1. A method for altering control criteria used for selectively permitting use of a mobile device, the method comprising:

determining a variation of a speed of the mobile device;

comparing the variation to a variation threshold; and

upon determining that the variation is greater than the variation threshold, altering mobile device control criteria to change the conditions under which use of the mobile device is permitted.

2. The method of claim 1, wherein the control criteria comprise a first speed threshold against which a speed of the device is compared.

3. The method of any of claims 1 and 2, wherein the altering step comprises increasing the first speed threshold.
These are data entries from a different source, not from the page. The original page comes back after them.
//! Modules: the unit of hierarchy in the target IR.
//!
//! Wires, cells and memories of one module share a single namespace; the
//! `add_*` methods reject a name that is already taken, so callers pick a
//! fresh name first.

use crate::cell::{Cell, CellKind};
use crate::const_value::ConstValue;
use crate::error::IrError;
use crate::ids::{CellId, MemoryId, WireId};
use crate::memory::Memory;
use crate::sig::SigSpec;
use crate::wire::Wire;
use serde::{Deserialize, Serialize};
use std::collections::BTreeMap;
use tessel_common::{Arena, Ident, Interner};

/// A continuous `target <- value` connection.
#[derive(Debug, Clone, PartialEq, Serialize, Deserialize)]
pub struct Assignment {
    /// The driven bits.
    pub target: SigSpec,
    /// The driving bits, same width as `target`.
    pub value: SigSpec,
}

/// What a name in the module namespace refers to.
#[derive(Debug, Clone, Copy, PartialEq, Eq, Serialize, Deserialize)]
pub enum NamedItem {
    /// A wire.
    Wire(WireId),
    /// A cell.
    Cell(CellId),
    /// A memory.
    Memory(MemoryId),
}

/// A module of the target design.
#[derive(Debug, Clone, Serialize, Deserialize)]
pub struct Module {
    /// The module name.
    pub name: Ident,
    /// All wires.
    pub wires: Arena<WireId, Wire>,
    /// All cells.
    pub cells: Arena<CellId, Cell>,
    /// All memories.
    pub memories: Arena<MemoryId, Memory>,
    /// Continuous connections.
    pub assignments: Vec<Assignment>,
    /// Module attributes such as `blackbox` and `src`.
    pub attributes: BTreeMap<String, ConstValue>,
    names: BTreeMap<Ident, NamedItem>,
}

impl Module {
    /// Creates an empty module.
    pub fn new(name: Ident) -> Self {
        Self {
            name,
            wires: Arena::new(),
            cells: Arena::new(),
            memories: Arena::new(),
            assignments: Vec::new(),
            attributes: BTreeMap::new(),
            names: BTreeMap::new(),
        }
    }

    /// Looks up a name in the module namespace.
    pub fn lookup(&self, name: Ident) -> Option<NamedItem> {
        self.names.get(&name).copied()
    }

    /// Returns `true` if no wire, cell or memory uses `name`.
    pub fn is_name_free(&self, name: Ident) -> bool {
        !self.names.contains_key(&name)
    }

    fn claim(&mut self, name: Ident, item: NamedItem) -> Result<(), IrError> {
        if self.names.contains_key(&name) {
            return Err(IrError::DuplicateName(name));
        }
        self.names.insert(name, item);
        Ok(())
    }

    /// Adds a non-port wire.
    pub fn add_wire(&mut self, name: Ident, width: u32) -> Result<WireId, IrError> {
        let id = WireId::from_raw(self.wires.len() as u32);
        self.claim(name, NamedItem::Wire(id))?;
        Ok(self.wires.alloc(Wire::new(id, name, width)))
    }

    /// Adds a cell without connections.
    pub fn add_cell(&mut self, name: Ident, kind: CellKind) -> Result<CellId, IrError> {
        let id = CellId::from_raw(self.cells.len() as u32);
        self.claim(name, NamedItem::Cell(id))?;
        Ok(self.cells.alloc(Cell::new(id, name, kind)))
    }

    /// Adds a memory of `size` words of `width` bits.
    pub fn add_memory(&mut self, name: Ident, width: u32, size: u32) -> Result<MemoryId, IrError> {
        let id = MemoryId::from_raw(self.memories.len() as u32);
        self.claim(name, NamedItem::Memory(id))?;
        Ok(self.memories.alloc(Memory {
            id,
            name,
            width,
            size,
            attributes: BTreeMap::new(),
        }))
    }

    /// Returns the wire named `name`.
    pub fn wire_by_name(&self, name: Ident) -> Option<&Wire> {
        match self.lookup(name)? {
            NamedItem::Wire(id) => self.wires.get(id),
            _ => None,
        }
    }

    /// Returns the cell named `name`.
    pub fn cell_by_name(&self, name: Ident) -> Option<&Cell> {
        match self.lookup(name)? {
            NamedItem::Cell(id) => self.cells.get(id),
            _ => None,
        }
    }

    /// Returns the memory named `name`.
    pub fn memory_by_name(&self, name: Ident) -> Option<&Memory> {
        match self.lookup(name)? {
            NamedItem::Memory(id) => self.memories.get(id),
            _ => None,
        }
    }

    /// Records that `value` drives `target`.
    pub fn connect(&mut self, target: SigSpec, value: SigSpec) -> Result<(), IrError> {
        if target.width() != value.width() {
            return Err(IrError::WidthMismatch {
                target: target.width(),
                value: value.width(),
            });
        }
        self.assignments.push(Assignment { target, value });
        Ok(())
    }

    /// Port wires ordered by `port_id`.
    pub fn ports(&self) -> Vec<&Wire> {
        let mut ports: Vec<&Wire> = self.wires.values().filter(|w| w.is_port()).collect();
        ports.sort_by_key(|w| w.port_id);
        ports
    }

    /// Renumbers port ids to `1..=n`.
    ///
    /// Ports that already carry an id keep their relative order and come
    /// first; ports without one follow, sorted by name. Non-port wires end up
    /// with id 0.
    pub fn fixup_ports(&mut self, interner: &Interner) {
        let mut ports: Vec<(u32, String, WireId)> = Vec::new();
        for (id, wire) in self.wires.iter() {
            if wire.is_port() {
                let rank = if wire.port_id == 0 { u32::MAX } else { wire.port_id };
                ports.push((rank, interner.resolve(wire.name).to_string(), id));
            }
        }
        ports.sort();
        for wire in self.wires.ids().collect::<Vec<_>>() {
            self.wires[wire].port_id = 0;
        }
        for (index, (_, _, id)) in ports.into_iter().enumerate() {
            self.wires[id].port_id = index as u32 + 1;
        }
    }

    /// Returns `true` if the boolean attribute `key` is set.
    pub fn has_bool_attribute(&self, key: &str) -> bool {
        matches!(self.attributes.get(key), Some(ConstValue::Bool(true)))
    }
}
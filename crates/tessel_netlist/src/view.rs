//! Capability traits through which the importer reads, and the hoisting pass
//! edits, the front end's netlist.

use crate::ids::{InstanceId, NetBusId, NetId, NetlistId, PortBusId, PortId};
use crate::types::{Direction, InstanceType, Object, PortRole};
use tessel_common::SourceLoc;

/// One connection of an instance pin to a net, seen from the net.
#[derive(Clone, Copy, PartialEq, Eq, Hash, Debug)]
pub struct PortRef {
    /// The instance whose pin is connected.
    pub instance: InstanceId,
    /// The port of the instantiated netlist.
    pub port: PortId,
}

/// Read-only access to an elaborated hierarchical netlist.
///
/// Bus indices are the declared indices; a bus's least significant element
/// is the one at `min(left, right)`. Operator buses returned by
/// [`pins`](Self::pins) are least significant bit first.
pub trait NetlistView {
    /// All netlists, in creation order.
    fn netlists(&self) -> Vec<NetlistId>;
    /// Finds a netlist by name.
    fn netlist_by_name(&self, name: &str) -> Option<NetlistId>;
    /// Name of a netlist.
    fn netlist_name(&self, nl: NetlistId) -> &str;
    /// Type tag of a netlist.
    fn netlist_type(&self, nl: NetlistId) -> InstanceType;
    /// The netlist has an interface but no contents.
    fn is_blackbox(&self, nl: NetlistId) -> bool;
    /// Arithmetic on this operator netlist is two's complement.
    fn is_signed(&self, nl: NetlistId) -> bool;
    /// Instances of this netlist; the reference count is the length.
    fn references(&self, nl: NetlistId) -> &[InstanceId];
    /// Single-bit ports, including bus elements, in port-list order.
    fn ports(&self, nl: NetlistId) -> &[PortId];
    /// Port-buses.
    fn port_buses(&self, nl: NetlistId) -> &[PortBusId];
    /// Single-bit nets, including bus elements.
    fn nets(&self, nl: NetlistId) -> &[NetId];
    /// Net-buses.
    fn net_buses(&self, nl: NetlistId) -> &[NetBusId];
    /// Instances placed inside the netlist.
    fn instances(&self, nl: NetlistId) -> &[InstanceId];
    /// Position of `port` in the port list of `nl`.
    fn port_index(&self, nl: NetlistId, port: PortId) -> Option<usize>;
    /// Finds a single-bit port that is not a bus element.
    fn port_by_name(&self, nl: NetlistId, name: &str) -> Option<PortId>;
    /// Finds a port-bus.
    fn port_bus_by_name(&self, nl: NetlistId, name: &str) -> Option<PortBusId>;

    /// Name of a port.
    fn port_name(&self, port: PortId) -> &str;
    /// Direction of a port.
    fn port_direction(&self, port: PortId) -> Direction;
    /// The bus this port is an element of.
    fn port_bus(&self, port: PortId) -> Option<PortBusId>;
    /// The internal net attached to the port.
    fn port_net(&self, port: PortId) -> Option<NetId>;
    /// The function of the port on a primitive or operator.
    fn port_role(&self, port: PortId) -> Option<PortRole>;

    /// Name of a port-bus.
    fn port_bus_name(&self, bus: PortBusId) -> &str;
    /// Direction of a port-bus.
    fn port_bus_direction(&self, bus: PortBusId) -> Direction;
    /// Declared left index.
    fn port_bus_left(&self, bus: PortBusId) -> i32;
    /// Declared right index.
    fn port_bus_right(&self, bus: PortBusId) -> i32;
    /// Element at a declared index.
    fn port_bus_element(&self, bus: PortBusId, index: i32) -> Option<PortId>;
    /// Declared index of an element.
    fn port_bus_index_of(&self, bus: PortBusId, port: PortId) -> Option<i32>;
    /// The function of the bus on an operator.
    fn port_bus_role(&self, bus: PortBusId) -> Option<PortRole>;

    /// Name of a net.
    fn net_name(&self, net: NetId) -> &str;
    /// The netlist that declares the net.
    fn net_owner(&self, net: NetId) -> NetlistId;
    /// The bus this net is an element of.
    fn net_bus(&self, net: NetId) -> Option<NetBusId>;
    /// The net is driven by a constant 0.
    fn net_is_gnd(&self, net: NetId) -> bool;
    /// The net is driven by a constant 1.
    fn net_is_pwr(&self, net: NetId) -> bool;
    /// Initial value of a single-bit net as a character (`0`, `1`, `x`, ...).
    fn net_init_value(&self, net: NetId) -> Option<char>;
    /// Initial contents of a RAM net as an ASCII literal such as `8'b0101xxxx`.
    fn net_wide_init_value(&self, net: NetId) -> Option<&str>;
    /// The net stands for a whole memory.
    fn net_is_ram(&self, net: NetId) -> bool;
    /// Total number of bits of a RAM net.
    fn net_size(&self, net: NetId) -> u32;
    /// The declared word range of a RAM net is ascending.
    fn net_is_ascending(&self, net: NetId) -> bool;
    /// Looks up a named attribute of a net.
    fn net_attribute(&self, net: NetId, key: &str) -> Option<&str>;
    /// Instance pins connected to the net.
    fn net_port_refs(&self, net: NetId) -> &[PortRef];

    /// Name of a net-bus.
    fn net_bus_name(&self, bus: NetBusId) -> &str;
    /// Declared left index.
    fn net_bus_left(&self, bus: NetBusId) -> i32;
    /// Declared right index.
    fn net_bus_right(&self, bus: NetBusId) -> i32;
    /// Element at a declared index.
    fn net_bus_element(&self, bus: NetBusId, index: i32) -> Option<NetId>;

    /// Name of an instance.
    fn instance_name(&self, inst: InstanceId) -> &str;
    /// The netlist the instance is placed in.
    fn instance_owner(&self, inst: InstanceId) -> NetlistId;
    /// The netlist being instantiated.
    fn instance_view(&self, inst: InstanceId) -> NetlistId;
    /// Connected pins in connection order.
    fn instance_connections(&self, inst: InstanceId) -> &[(PortId, NetId)];

    /// Attributes of an object as key/value strings.
    fn attributes(&self, obj: Object) -> Vec<(&str, &str)>;
    /// Where the object was declared.
    fn source_loc(&self, obj: Object) -> Option<&SourceLoc>;

    /// Type tag of an instance, i.e. of its view.
    fn instance_type(&self, inst: InstanceId) -> InstanceType {
        self.netlist_type(self.instance_view(inst))
    }

    /// The net connected to `port` of the instance's view.
    fn instance_net(&self, inst: InstanceId, port: PortId) -> Option<NetId> {
        self.instance_connections(inst)
            .iter()
            .find(|(p, _)| *p == port)
            .map(|(_, n)| *n)
    }

    /// The net on the scalar pin playing `role`.
    fn pin(&self, inst: InstanceId, role: PortRole) -> Option<NetId> {
        let view = self.instance_view(inst);
        let port = self
            .ports(view)
            .iter()
            .copied()
            .find(|p| self.port_bus(*p).is_none() && self.port_role(*p) == Some(role))?;
        self.instance_net(inst, port)
    }

    /// The bus playing `role` on the instance's view.
    fn pin_bus(&self, inst: InstanceId, role: PortRole) -> Option<PortBusId> {
        let view = self.instance_view(inst);
        self.port_buses(view)
            .iter()
            .copied()
            .find(|b| self.port_bus_role(*b) == Some(role))
    }

    /// The nets on the bus playing `role`, least significant bit first.
    ///
    /// Unconnected bits are `None`. A scalar pin yields a single element, and
    /// a missing role yields an empty vector.
    fn pins(&self, inst: InstanceId, role: PortRole) -> Vec<Option<NetId>> {
        match self.pin_bus(inst, role) {
            Some(bus) => {
                let (left, right) = (self.port_bus_left(bus), self.port_bus_right(bus));
                (left.min(right)..=left.max(right))
                    .map(|i| {
                        self.port_bus_element(bus, i)
                            .and_then(|p| self.instance_net(inst, p))
                    })
                    .collect()
            }
            None => {
                let view = self.instance_view(inst);
                let has_scalar = self
                    .ports(view)
                    .iter()
                    .any(|p| self.port_bus(*p).is_none() && self.port_role(*p) == Some(role));
                if has_scalar {
                    vec![self.pin(inst, role)]
                } else {
                    Vec::new()
                }
            }
        }
    }

    /// The net is not declared in `nl`.
    fn is_external_to(&self, net: NetId, nl: NetlistId) -> bool {
        self.net_owner(net) != nl
    }
}

/// Mutations needed by the external-net hoisting pass.
pub trait NetlistEdit: NetlistView {
    /// Adds a single-bit port to `nl`.
    fn add_port(&mut self, nl: NetlistId, name: &str, direction: Direction) -> PortId;
    /// Adds a single-bit net to `nl`.
    fn add_net(&mut self, nl: NetlistId, name: &str) -> NetId;
    /// Makes `net` the internal net of `port`.
    fn attach_net(&mut self, port: PortId, net: NetId);
    /// Connects the instance pin for `port` to `net`.
    fn connect_pin(&mut self, inst: InstanceId, port: PortId, net: NetId);
    /// Removes the connection of the instance pin for `port`.
    fn disconnect_pin(&mut self, inst: InstanceId, port: PortId);
}

/// Dotted instance path of `nl` when it is instantiated exactly once,
/// otherwise its plain name.
pub fn hierarchical_name<V: NetlistView + ?Sized>(view: &V, nl: NetlistId) -> String {
    match view.references(nl) {
        [only] => format!(
            "{}.{}",
            hierarchical_name(view, view.instance_owner(*only)),
            view.instance_name(*only)
        ),
        _ => view.netlist_name(nl).to_string(),
    }
}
4. The method of any of claims 1-3, further comprising:

comparing a speed of the mobile device to the altered control criteria; and

adjusting a permitted use of the mobile device based at least in part on the comparison.

5. The method of claim 4, wherein:

the control criteria comprise a first speed threshold,

the comparing step comprises comparing a speed of the mobile device to the first speed threshold, and

the adjusting step comprises, when the speed of the mobile device exceeds the first speed threshold, disabling one or more functions of the mobile device.

6. The method of any of claims 4 and 5, wherein:

the control criteria comprise a first speed threshold,

the comparing step comprises comparing a speed of the mobile device to the first speed threshold, and

the adjusting step comprises, when the speed of the mobile device exceeds the first speed threshold, enabling one or more functions of the mobile device.

7. The method of any of claims 1-6, wherein determining a variation of a speed of the mobile device comprises counting a number of times in a first time interval that a speed of the mobile device has increased above or decreased below a second speed threshold.

8. The method of claim 7, wherein the altering step comprises, when the counted number of times exceeds a count threshold, increasing a first speed threshold against which the speed of the mobile device is compared.

9. The method of any of claims 1-8, wherein determining a variation of a speed of the mobile device comprises determining an amount of time during which the speed of the mobile device exceeds a second speed threshold.

10. The method of claim 9, wherein the altering step comprises, when the amount of time exceeds a time threshold, decreasing a first speed threshold against which the speed of the mobile device is compared.

11. The method of any of claims 1-10, further comprising receiving traffic information from a source external to the mobile device.

12. The method of claim 11, wherein altering the mobile device control criteria is based at least in part on the received traffic information.

13. The method of any of claims 1-11, further comprising determining whether the mobile device is located on a street.

14. The method of claim 13, wherein control criteria are altered when the device is determined to be located on a street and are not altered when the device is not determined to be located on a street.

15. The method of any of claims 1-14, wherein determining a variation of a speed of the mobile device comprises:

determining a first representative speed of a device over a first interval of time;

determining a second representative speed of a device over a second interval of time; comparing the first and second representative speeds to determine the variability of motion of the device between the first and second intervals of time.

16. The method of claim 15, wherein comparing the first and second representative speeds comprises calculating a ratio of the first and second representative speeds.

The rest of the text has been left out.